▶ **TO DO**: Give back exactly the lines of the entries below from the line with "lengths at 44.1 kHz." to the line with "if n % i == 0", inclusive, and only those.

▶ **DATA SUPPLIED**:
# # # # # # #
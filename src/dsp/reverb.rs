//! JCRev - Chowning's Reverberator
//!
//! Three series allpass sections diffuse the input, four parallel feedback
//! combs build the tail, and two output delays decorrelate the left and right
//! channels.
//!
//! ```text
//!                       ┌──→ [Comb 1] ──┐
//!                       ├──→ [Comb 2] ──┤        ┌──→ [Out L] ──→ left
//! Input ──→ [AP 1..3] ──┼──→ [Comb 3] ──┼──→ Σ ──┤
//!                       └──→ [Comb 4] ──┘        └──→ [Out R] ──→ right
//! ```
//!
//! ## Allpass sections
//!
//! ```text
//! v[n] = x[n] + g * v[n - D]
//! y[n] = v[n - D] - g * v[n]          g = 0.7
//! ```
//!
//! ## Comb sections
//!
//! Each comb's feedback coefficient is chosen so its loop loses 60 dB in
//! `T60` seconds:
//!
//! ```text
//! g_i = 10^(-3 * D_i / (T60 * fs))
//! ```
//!
//! Delay lengths are given at 44.1 kHz. At any other rate they are scaled and
//! bumped up to the next odd prime so the sections stay mutually prime.

use crate::dsp::delay::DelayN;

/// Allpass (3), comb (4) and output (2) delay lengths at 44.1 kHz.
const LENGTHS: [usize; 9] = [389, 127, 43, 1777, 1847, 1993, 2137, 211, 179];
const LENGTH_RATE: f32 = 44_100.0;

const ALLPASS_COEFFICIENT: f32 = 0.7;
const DEFAULT_EFFECT_MIX: f32 = 0.3;

fn is_prime(n: usize) -> bool {
    if n < 2 {
        return false;
    }
    if n % 2 == 0 {
        return n == 2;
    }
    let mut i = 3;
    while i * i <= n {
        if n % i == 0 {
            return false;
        }
        i += 2;
    }
    true
}

/// Scale a 44.1 kHz length to `sample_rate`, moving to the next odd prime.
fn scaled_length(length: usize, sample_rate: f32) -> usize {
    if sample_rate == LENGTH_RATE {
        return length;
    }
    let mut delay = ((sample_rate / LENGTH_RATE) * length as f32).floor() as usize;
    if delay % 2 == 0 {
        delay += 1;
    }
    while !is_prime(delay) {
        delay += 2;
    }
    delay
}

/// Chowning-style reverberator with stereo output.
#[derive(Debug, Clone)]
pub struct JcRev {
    sample_rate: f32,
    allpasses: [DelayN; 3],
    combs: [DelayN; 4],
    comb_coefficients: [f32; 4],
    out_left: DelayN,
    out_right: DelayN,
    effect_mix: f32,
    t60: f32,
    last_left: f32,
    last_right: f32,
}

impl JcRev {
    /// Create a reverberator with the given decay time in seconds.
    pub fn new(t60: f32, sample_rate: f32) -> Self {
        let lengths = LENGTHS.map(|length| scaled_length(length, sample_rate));

        let mut reverb = Self {
            sample_rate,
            allpasses: [
                DelayN::with_delay(lengths[0]),
                DelayN::with_delay(lengths[1]),
                DelayN::with_delay(lengths[2]),
            ],
            combs: [
                DelayN::with_delay(lengths[3]),
                DelayN::with_delay(lengths[4]),
                DelayN::with_delay(lengths[5]),
                DelayN::with_delay(lengths[6]),
            ],
            comb_coefficients: [0.0; 4],
            out_left: DelayN::with_delay(lengths[7]),
            out_right: DelayN::with_delay(lengths[8]),
            effect_mix: DEFAULT_EFFECT_MIX,
            t60: 1.0,
            last_left: 0.0,
            last_right: 0.0,
        };
        reverb.set_t60(t60);
        reverb
    }

    /// Set the time in seconds for the tail to decay by 60 dB.
    pub fn set_t60(&mut self, t60: f32) {
        if t60 <= 0.0 || !t60.is_finite() {
            log::warn!("JcRev: T60 must be positive, got {t60}; keeping {}", self.t60);
            return;
        }
        self.t60 = t60;
        for (coefficient, comb) in self.comb_coefficients.iter_mut().zip(&self.combs) {
            *coefficient = 10f32.powf(-3.0 * comb.delay() as f32 / (t60 * self.sample_rate));
        }
    }

    pub fn t60(&self) -> f32 {
        self.t60
    }

    /// Wet/dry balance; 0 is dry only, 1 is reverb only.
    pub fn set_effect_mix(&mut self, mix: f32) {
        if !(0.0..=1.0).contains(&mix) {
            log::warn!("JcRev: effect mix {mix} out of [0, 1]; clamping");
        }
        self.effect_mix = mix.clamp(0.0, 1.0);
    }

    pub fn effect_mix(&self) -> f32 {
        self.effect_mix
    }

    /// Process one sample, returning the average of both output channels.
    #[inline]
    pub fn tick(&mut self, input: f32) -> f32 {
        let mut diffused = input;
        for allpass in &mut self.allpasses {
            let delayed = allpass.last_out();
            let v = diffused + ALLPASS_COEFFICIENT * delayed;
            allpass.tick(v);
            diffused = delayed - ALLPASS_COEFFICIENT * v;
        }

        let mut sum = 0.0;
        for (comb, coefficient) in self.combs.iter_mut().zip(&self.comb_coefficients) {
            let value = diffused + coefficient * comb.last_out();
            comb.tick(value);
            sum += value;
        }

        let dry = (1.0 - self.effect_mix) * input;
        self.last_left = self.effect_mix * self.out_left.tick(sum) + dry;
        self.last_right = self.effect_mix * self.out_right.tick(sum) + dry;
        0.5 * (self.last_left + self.last_right)
    }

    pub fn render(&mut self, buffer: &mut [f32]) {
        for sample in buffer.iter_mut() {
            *sample = self.tick(*sample);
        }
    }

    #[inline]
    pub fn last_out_left(&self) -> f32 {
        self.last_left
    }

    #[inline]
    pub fn last_out_right(&self) -> f32 {
        self.last_right
    }

    /// Silence the tail.
    pub fn clear(&mut self) {
        for line in self
            .allpasses
            .iter_mut()
            .chain(self.combs.iter_mut())
            .chain([&mut self.out_left, &mut self.out_right])
        {
            line.clear();
        }
        self.last_left = 0.0;
        self.last_right = 0.0;
    }
}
# # # # # # #
▶ **COMPLETED TASK**:
/// Allpass (3), comb (4) and output (2) delay lengths at 44.1 kHz.
const LENGTHS: [usize; 9] = [389, 127, 43, 1777, 1847, 1993, 2137, 211, 179];
const LENGTH_RATE: f32 = 44_100.0;

const ALLPASS_COEFFICIENT: f32 = 0.7;
const DEFAULT_EFFECT_MIX: f32 = 0.3;

fn is_prime(n: usize) -> bool {
    if n < 2 {
        return false;
    }
    if n % 2 == 0 {
        return n == 2;
    }
    let mut i = 3;
    while i * i <= n {
        if n % i == 0 {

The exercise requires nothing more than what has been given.